If you go to Bob's widget factory and place an order for 50,000 widgets,
you'll likely get a different per widget price than if you place an order for
25,000 widgets.

If you say at first that you want 50,000 and Bob starts making preparations
for that many, then at the last minute you say "Nah, I only want 25,000", Bob
is rightfully going to be pissed and you're going to pay a higher per-widget
price if your order isn't cancelled altogether.

------
ctvo
The easiest way to think about these HQs for me:

\- Seattle - retail, logistics

\- Crystal City - AWS

\- New York City - Amazon services for advertising, publishing, media

I would bet Seattle sees those roles slowly pull towards their respective HQs.
It's already happening with advertising and NYC as far as I can tell from
their job listings.

And if in the future, for some reason, Amazon is required to break up, this
would make it a little less messy.

------
adamqureshi
I grew up in QUEENS. Well LIC is a melting pot. The amazon workers can live in
sunnyside queens or greenpoint brooklyn. I think with AMAZON coming to LIC
that whole area is gonna light up. Also lets not forget Roosevelt Island is
right there. You'll see new development in Roosvelt island. Buildings have
been going up in LIC for the last 10 years. You have Jackson Hights.
Sunnyside, greenpoint, also the boogie down bronx has places to live,. so the
transit system is gonna be PACKED. the train is always late in NYC / Queens.
LIRR will also see increased traffic from Jamaica to hunters point or
woodside. You can get LIRR from Forrest hills or key Gardens. This will allow
for new eating places to open and other small business will pop up to meet the
needs of the 25k people they plan to hire. I will be looking for business
opportunities my self! :-)

------
taohansen
Why didn’t anyone ask the residents if they wanted a megacorporation to move
into their neighborhoods? Amazon insisted on absolute secrecy moving forward
and elected officials went right along with it.

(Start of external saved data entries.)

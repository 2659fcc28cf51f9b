//! Raster tile server.
//!
//! Serves colorized raster tiles over HTTP and resolves map coordinates back
//! to the samples under them.

use anyhow::{Context, Result};
use clap::Parser;
use std::{net::SocketAddr, sync::Arc};
use tracing::{info, Level};
use tracing_subscriber::FmtSubscriber;

use tile_server::config::Args;
use tile_server::state::AppState;

fn main() -> Result<()> {
    // Load environment variables from .env file
    dotenvy::dotenv().ok();

    let args = Args::parse();

    let mut runtime_builder = tokio::runtime::Builder::new_multi_thread();
    runtime_builder.enable_all();
    if let Some(threads) = args.worker_threads {
        runtime_builder.worker_threads(threads);
    }

    let runtime = runtime_builder.build()?;
    runtime.block_on(async_main(args))
}

async fn async_main(args: Args) -> Result<()> {
    let level = match args.log_level.to_lowercase().as_str() {
        "trace" => Level::TRACE,
        "debug" => Level::DEBUG,
        "warn" => Level::WARN,
        "error" => Level::ERROR,
        _ => Level::INFO,
    };

    let subscriber = FmtSubscriber::builder()
        .with_max_level(level)
        .json()
        .finish();

    tracing::subscriber::set_global_default(subscriber)?;

    if let Some(threads) = args.worker_threads {
        info!("Configured tokio runtime with {} worker threads", threads);
    }

    let prometheus_handle = metrics_exporter_prometheus::PrometheusBuilder::new()
        .install_recorder()
        .context("Failed to install Prometheus recorder")?;

    info!("Prometheus metrics exporter initialized");
    info!("Starting raster tile server");

    let state = Arc::new(AppState::new(&args)?.with_prometheus(prometheus_handle));
    let app = tile_server::router(state);

    let addr: SocketAddr = args.listen.parse()?;
    info!(address = %addr, "Listening");

    let listener = tokio::net::TcpListener::bind(addr).await?;
    axum::serve(listener, app).await?;

    Ok(())
}
//! Retained sample grids for value-under-cursor queries.
//!
//! Every colorized tile's grid is kept here so that a later query for a map
//! coordinate can return the raw sample rather than a color.
//!
//! ## Keys
//!
//! Grids are keyed by tile column and row. Zoom is left out unless the cache
//! is built with `key_includes_zoom`, so by default a tile at one zoom
//! replaces a tile at another zoom with the same `(x, y)`.
//!
//! ## Eviction
//!
//! Unbounded by default. `EvictionPolicy::MaxTiles` and
//! `EvictionPolicy::MaxBytes` bound the cache and evict least recently used
//! grids first.
//!
//! ## Consistency
//!
//! Grids are stored behind `Arc` and swapped whole under the write lock, so a
//! concurrent reader sees either the previous grid for a key or the new one.

use lru::LruCache;
use raster_common::{Coordinate, Extent, SampleGrid, TileCoord, TileGrid, TileKey};
use std::num::NonZeroUsize;
use std::sync::atomic::{AtomicU64, Ordering};
use std::sync::Arc;
use tokio::sync::RwLock;
use tracing::debug;

/// How the cache bounds its size.
#[derive(Debug, Clone, Copy, PartialEq, Eq, Default)]
pub enum EvictionPolicy {
    /// Keep every grid for the lifetime of the cache.
    #[default]
    Unbounded,
    /// Keep at most this many grids.
    MaxTiles(NonZeroUsize),
    /// Keep at most this many bytes of samples.
    MaxBytes(u64),
}

impl EvictionPolicy {
    /// `0` means unbounded.
    pub fn max_tiles(count: usize) -> Self {
        NonZeroUsize::new(count).map_or(Self::Unbounded, Self::MaxTiles)
    }
}

/// Statistics for the tile value cache.
///
/// All fields are atomic for lock-free reads from metrics endpoints.
#[derive(Debug, Default)]
pub struct TileValueCacheStats {
    /// Lookups answered from a stored grid
    pub hits: AtomicU64,
    /// Lookups that fell back to the no-data sentinel
    pub misses: AtomicU64,
    /// Total grids stored (including overwrites)
    pub stores: AtomicU64,
    /// Grids removed by the eviction policy
    pub evictions: AtomicU64,
    /// Current number of grids
    pub entry_count: AtomicU64,
    /// Current sample bytes held
    pub size_bytes: AtomicU64,
}

impl TileValueCacheStats {
    /// Hit rate as a percentage (0-100).
    pub fn hit_rate(&self) -> f64 {
        let hits = self.hits.load(Ordering::Relaxed);
        let misses = self.misses.load(Ordering::Relaxed);
        let total = hits + misses;
        if total == 0 {
            0.0
        } else {
            (hits as f64 / total as f64) * 100.0
        }
    }

    fn snapshot(&self) -> Self {
        let copy = |v: &AtomicU64| AtomicU64::new(v.load(Ordering::Relaxed));
        Self {
            hits: copy(&self.hits),
            misses: copy(&self.misses),
            stores: copy(&self.stores),
            evictions: copy(&self.evictions),
            entry_count: copy(&self.entry_count),
            size_bytes: copy(&self.size_bytes),
        }
    }
}

/// Per-layer store of decoded tile grids.
pub struct TileValueCache {
    cache: RwLock<LruCache<TileKey, Arc<SampleGrid>>>,
    policy: EvictionPolicy,
    no_data: f64,
    key_includes_zoom: bool,
    stats: TileValueCacheStats,
}

impl TileValueCache {
    /// Create a cache that answers misses with `no_data`.
    pub fn new(no_data: f64, policy: EvictionPolicy) -> Self {
        let cache = match policy {
            EvictionPolicy::MaxTiles(capacity) => LruCache::new(capacity),
            EvictionPolicy::Unbounded | EvictionPolicy::MaxBytes(_) => LruCache::unbounded(),
        };

        Self {
            cache: RwLock::new(cache),
            policy,
            no_data,
            key_includes_zoom: false,
            stats: TileValueCacheStats::default(),
        }
    }

    /// Unbounded cache keyed by column and row.
    pub fn unbounded(no_data: f64) -> Self {
        Self::new(no_data, EvictionPolicy::Unbounded)
    }

    /// Qualify keys with the tile's zoom level.
    pub fn with_zoom_in_key(mut self, include: bool) -> Self {
        self.key_includes_zoom = include;
        self
    }

    pub fn no_data(&self) -> f64 {
        self.no_data
    }

    pub fn policy(&self) -> EvictionPolicy {
        self.policy
    }

    /// Cache key for a tile under this cache's key scheme.
    pub fn key_for(&self, tile: TileCoord) -> TileKey {
        TileKey::for_tile(tile, self.key_includes_zoom)
    }

    /// Insert or replace the grid for `key`.
    ///
    /// The cache takes ownership of the grid; nothing outside can mutate it
    /// afterwards.
    pub async fn store(&self, key: TileKey, grid: SampleGrid) {
        self.store_shared(key, Arc::new(grid)).await;
    }

    /// Insert or replace with an already shared grid.
    pub async fn store_shared(&self, key: TileKey, grid: Arc<SampleGrid>) {
        let grid_bytes = grid.size_bytes() as u64;
        let mut cache = self.cache.write().await;

        match cache.push(key, grid) {
            Some((old_key, old)) if old_key == key => {
                // replaced in place
                self.stats
                    .size_bytes
                    .fetch_sub(old.size_bytes() as u64, Ordering::Relaxed);
            }
            Some((_, evicted)) => {
                // capacity-bound LRU pushed out its oldest entry
                self.stats
                    .size_bytes
                    .fetch_sub(evicted.size_bytes() as u64, Ordering::Relaxed);
                self.stats.evictions.fetch_add(1, Ordering::Relaxed);
            }
            None => {
                self.stats.entry_count.fetch_add(1, Ordering::Relaxed);
            }
        }

        self.stats.size_bytes.fetch_add(grid_bytes, Ordering::Relaxed);
        self.stats.stores.fetch_add(1, Ordering::Relaxed);

        if let EvictionPolicy::MaxBytes(max_bytes) = self.policy {
            self.evict_to_bytes_locked(&mut cache, max_bytes, key);
        }

        debug!(key = %key, bytes = grid_bytes, entries = cache.len(), "Stored tile grid");
    }

    /// Pop LRU grids until the byte budget is met, never evicting `keep`.
    fn evict_to_bytes_locked(
        &self,
        cache: &mut LruCache<TileKey, Arc<SampleGrid>>,
        max_bytes: u64,
        keep: TileKey,
    ) {
        while self.stats.size_bytes.load(Ordering::Relaxed) > max_bytes && cache.len() > 1 {
            let Some((evicted_key, evicted)) = cache.pop_lru() else {
                break;
            };
            if evicted_key == keep {
                // the fresh grid alone exceeds the budget; keep it
                cache.push(evicted_key, evicted);
                break;
            }
            self.stats
                .size_bytes
                .fetch_sub(evicted.size_bytes() as u64, Ordering::Relaxed);
            self.stats.entry_count.fetch_sub(1, Ordering::Relaxed);
            self.stats.evictions.fetch_add(1, Ordering::Relaxed);
        }
    }

    /// The stored grid for `key`, if any.
    pub async fn get(&self, key: TileKey) -> Option<Arc<SampleGrid>> {
        self.cache.write().await.get(&key).cloned()
    }

    pub async fn contains(&self, key: TileKey) -> bool {
        self.cache.read().await.contains(&key)
    }

    /// Sample at `(row, col)` of the grid stored under `key`.
    ///
    /// Returns the no-data sentinel when the key is absent or the indices
    /// fall outside the grid. Never fails.
    pub async fn lookup(&self, key: TileKey, row: usize, col: usize) -> f64 {
        let value = {
            let mut cache = self.cache.write().await;
            cache.get(&key).and_then(|grid| grid.get(row, col))
        };

        match value {
            Some(v) => {
                self.stats.hits.fetch_add(1, Ordering::Relaxed);
                v
            }
            None => {
                self.stats.misses.fetch_add(1, Ordering::Relaxed);
                self.no_data
            }
        }
    }

    /// Sample under a map coordinate at a (possibly fractional) zoom.
    ///
    /// The zoom is rounded to the nearest integer level before the tile
    /// lookup. Coordinates off the tile grid resolve to no-data.
    pub async fn resolve_coordinate(
        &self,
        coord: Coordinate,
        zoom: f64,
        tile_grid: &dyn TileGrid,
    ) -> f64 {
        let Some(z) = integer_zoom(zoom) else {
            self.stats.misses.fetch_add(1, Ordering::Relaxed);
            return self.no_data;
        };
        let Some(tile) = tile_grid.tile_for_coord_and_zoom(coord, z) else {
            self.stats.misses.fetch_add(1, Ordering::Relaxed);
            return self.no_data;
        };

        let extent = tile_grid.extent_for_tile(tile);
        match pixel_for_coordinate(coord, &extent, tile_grid.tile_size()) {
            Some((row, col)) => self.lookup(self.key_for(tile), row, col).await,
            None => {
                self.stats.misses.fetch_add(1, Ordering::Relaxed);
                self.no_data
            }
        }
    }

    /// Snapshot of the current statistics.
    pub fn stats(&self) -> TileValueCacheStats {
        self.stats.snapshot()
    }

    pub async fn len(&self) -> usize {
        self.cache.read().await.len()
    }

    pub async fn is_empty(&self) -> bool {
        self.cache.read().await.is_empty()
    }

    /// Drop every grid. Counters other than size and entries are kept.
    pub async fn clear(&self) {
        let mut cache = self.cache.write().await;
        cache.clear();
        self.stats.entry_count.store(0, Ordering::Relaxed);
        self.stats.size_bytes.store(0, Ordering::Relaxed);
    }
}

/// Round a map zoom to a tile-grid level.
fn integer_zoom(zoom: f64) -> Option<u32> {
    let z = zoom.round();
    if !z.is_finite() || z < 0.0 || z > u32::MAX as f64 {
        return None;
    }
    Some(z as u32)
}

/// Grid cell `(row, col)` under `coord` inside a tile covering `extent`.
///
/// The vertical ratio is taken from the y ordinate and counted back from the
/// tile's top edge; the horizontal ratio from the x ordinate. A coordinate on
/// the tile's bottom edge maps to row `tile_size`, one past the grid, and
/// resolves to no-data.
pub fn pixel_for_coordinate(
    coord: Coordinate,
    extent: &Extent,
    tile_size: u32,
) -> Option<(usize, usize)> {
    let size = tile_size as f64;

    let rel_x = (coord.y - extent.min_y) / (extent.max_y - extent.min_y);
    let rel_y = (coord.x - extent.min_x) / (extent.max_x - extent.min_x);

    let pixel_y = (rel_y * size).floor();
    let pixel_x = size - (rel_x * size).floor();

    if !pixel_x.is_finite() || !pixel_y.is_finite() || pixel_x < 0.0 || pixel_y < 0.0 {
        return None;
    }

    // the stored grid is read as grid[pixel_x][pixel_y]
    Some((pixel_x as usize, pixel_y as usize))
}
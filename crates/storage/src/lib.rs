//! In-memory storage for raster tile services.
//!
//! Holds the decoded sample grids behind every served tile so map
//! coordinates can be resolved back to raw values.

pub mod tile_value_cache;

pub use tile_value_cache::{
    pixel_for_coordinate, EvictionPolicy, TileValueCache, TileValueCacheStats,
};
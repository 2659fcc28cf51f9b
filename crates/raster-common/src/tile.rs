//! Tile addressing and the tile-grid seam.
//!
//! `TileGrid` is the geometric model a tile source depends on: which tile a
//! coordinate falls in at a zoom, and what extent that tile covers.
//! `WebMercatorTileGrid` is the standard XYZ grid (EPSG:3857, top-left
//! origin, rows growing southward).

use serde::{Deserialize, Serialize};
use std::fmt;

use crate::DEFAULT_TILE_SIZE;

/// Half the width of the Web Mercator world in meters.
pub const WEB_MERCATOR_MAX_EXTENT: f64 = 20037508.342789244;

/// Deepest zoom level served by the Web Mercator grid.
pub const MAX_ZOOM: u32 = 22;

/// A tile coordinate (z/x/y).
#[derive(Debug, Clone, Copy, PartialEq, Eq, Hash, Serialize, Deserialize)]
pub struct TileCoord {
    /// Zoom level
    pub z: u32,
    /// Column (x)
    pub x: u32,
    /// Row (y), counted from the top
    pub y: u32,
}

impl TileCoord {
    pub fn new(z: u32, x: u32, y: u32) -> Self {
        Self { z, x, y }
    }

    /// Whether the coordinate exists in a 2^z × 2^z grid.
    pub fn is_valid(&self) -> bool {
        if self.z > MAX_ZOOM {
            return false;
        }
        let n = 1u64 << self.z;
        (self.x as u64) < n && (self.y as u64) < n
    }
}

impl fmt::Display for TileCoord {
    fn fmt(&self, f: &mut fmt::Formatter<'_>) -> fmt::Result {
        write!(f, "{}/{}/{}", self.z, self.x, self.y)
    }
}

/// Identity of a retained grid in a value cache.
///
/// The default scheme keys on column and row only, so tiles at different
/// zooms that share `(x, y)` replace each other. `with_zoom` builds the
/// zoom-qualified key used when that collision is unwanted.
#[derive(Debug, Clone, Copy, PartialEq, Eq, Hash, Serialize, Deserialize)]
pub struct TileKey {
    pub z: Option<u32>,
    pub x: u32,
    pub y: u32,
}

impl TileKey {
    pub fn new(x: u32, y: u32) -> Self {
        Self { z: None, x, y }
    }

    pub fn with_zoom(z: u32, x: u32, y: u32) -> Self {
        Self { z: Some(z), x, y }
    }

    /// Build a key for `coord`, optionally keeping its zoom.
    pub fn for_tile(coord: TileCoord, include_zoom: bool) -> Self {
        if include_zoom {
            Self::with_zoom(coord.z, coord.x, coord.y)
        } else {
            Self::new(coord.x, coord.y)
        }
    }
}

impl fmt::Display for TileKey {
    fn fmt(&self, f: &mut fmt::Formatter<'_>) -> fmt::Result {
        match self.z {
            Some(z) => write!(f, "{}-{}-{}", z, self.x, self.y),
            None => write!(f, "{}-{}", self.x, self.y),
        }
    }
}

/// A projected map coordinate.
#[derive(Debug, Clone, Copy, PartialEq, Serialize, Deserialize)]
pub struct Coordinate {
    pub x: f64,
    pub y: f64,
}

impl Coordinate {
    pub fn new(x: f64, y: f64) -> Self {
        Self { x, y }
    }

    /// Project WGS84 longitude/latitude (degrees) to Web Mercator meters.
    pub fn from_lon_lat(lon: f64, lat: f64) -> Self {
        // Mercator is undefined at the poles
        let lat = lat.clamp(-85.051_128_779_806_59, 85.051_128_779_806_59);
        let x = lon.to_radians() * 6378137.0;
        let y = (std::f64::consts::FRAC_PI_4 + lat.to_radians() / 2.0).tan().ln() * 6378137.0;
        Self { x, y }
    }
}

/// Geographic extent of a tile: `(min_x, min_y, max_x, max_y)`.
#[derive(Debug, Clone, Copy, PartialEq, Serialize, Deserialize)]
pub struct Extent {
    pub min_x: f64,
    pub min_y: f64,
    pub max_x: f64,
    pub max_y: f64,
}

impl Extent {
    pub fn new(min_x: f64, min_y: f64, max_x: f64, max_y: f64) -> Self {
        Self {
            min_x,
            min_y,
            max_x,
            max_y,
        }
    }

    pub fn width(&self) -> f64 {
        self.max_x - self.min_x
    }

    pub fn height(&self) -> f64 {
        self.max_y - self.min_y
    }

    pub fn contains(&self, coord: Coordinate) -> bool {
        coord.x >= self.min_x
            && coord.x <= self.max_x
            && coord.y >= self.min_y
            && coord.y <= self.max_y
    }
}

/// Mapping between map coordinates, zoom levels and tiles.
pub trait TileGrid: Send + Sync {
    /// Tile containing `coord` at integer zoom `z`, if it lies on the grid.
    fn tile_for_coord_and_zoom(&self, coord: Coordinate, z: u32) -> Option<TileCoord>;

    /// Extent covered by `tile`.
    fn extent_for_tile(&self, tile: TileCoord) -> Extent;

    /// Tile edge length in pixels.
    fn tile_size(&self) -> u32;
}

/// Standard XYZ grid over EPSG:3857.
#[derive(Debug, Clone, Copy)]
pub struct WebMercatorTileGrid {
    tile_size: u32,
}

impl WebMercatorTileGrid {
    pub fn new(tile_size: u32) -> Self {
        Self { tile_size }
    }

    /// Width of one tile in meters at zoom `z`.
    fn tile_span(z: u32) -> f64 {
        2.0 * WEB_MERCATOR_MAX_EXTENT / (1u64 << z) as f64
    }
}

impl Default for WebMercatorTileGrid {
    fn default() -> Self {
        Self::new(DEFAULT_TILE_SIZE)
    }
}

impl TileGrid for WebMercatorTileGrid {
    fn tile_for_coord_and_zoom(&self, coord: Coordinate, z: u32) -> Option<TileCoord> {
        if z > MAX_ZOOM || !coord.x.is_finite() || !coord.y.is_finite() {
            return None;
        }
        let span = Self::tile_span(z);
        let n = (1u64 << z) as i64;

        let col = ((coord.x + WEB_MERCATOR_MAX_EXTENT) / span).floor() as i64;
        let row = ((WEB_MERCATOR_MAX_EXTENT - coord.y) / span).floor() as i64;

        if col < 0 || row < 0 || col >= n || row >= n {
            return None;
        }

        Some(TileCoord::new(z, col as u32, row as u32))
    }

    fn extent_for_tile(&self, tile: TileCoord) -> Extent {
        let span = Self::tile_span(tile.z);
        let min_x = -WEB_MERCATOR_MAX_EXTENT + tile.x as f64 * span;
        let max_y = WEB_MERCATOR_MAX_EXTENT - tile.y as f64 * span;
        Extent::new(min_x, max_y - span, min_x + span, max_y)
    }

    fn tile_size(&self) -> u32 {
        self.tile_size
    }
}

Queens residents are outraged by this news. No one asked them. How is this
democracy at work?

------
avryhof
That's right, Andy. Change your name now. Amazon Cuomo

------
LiterallyDoge
Is there really any good reason to hate Amazon for this? It sounds like they
gave an offer, and the offer was good, so people wanted it. I like freedom.
This sounds like freedom. Is it not?

------
rb808
> Hiring at both the new headquarters will begin in 2019.

Do they have buildings leased? I presumed they were going to build. How can
they start hiring already?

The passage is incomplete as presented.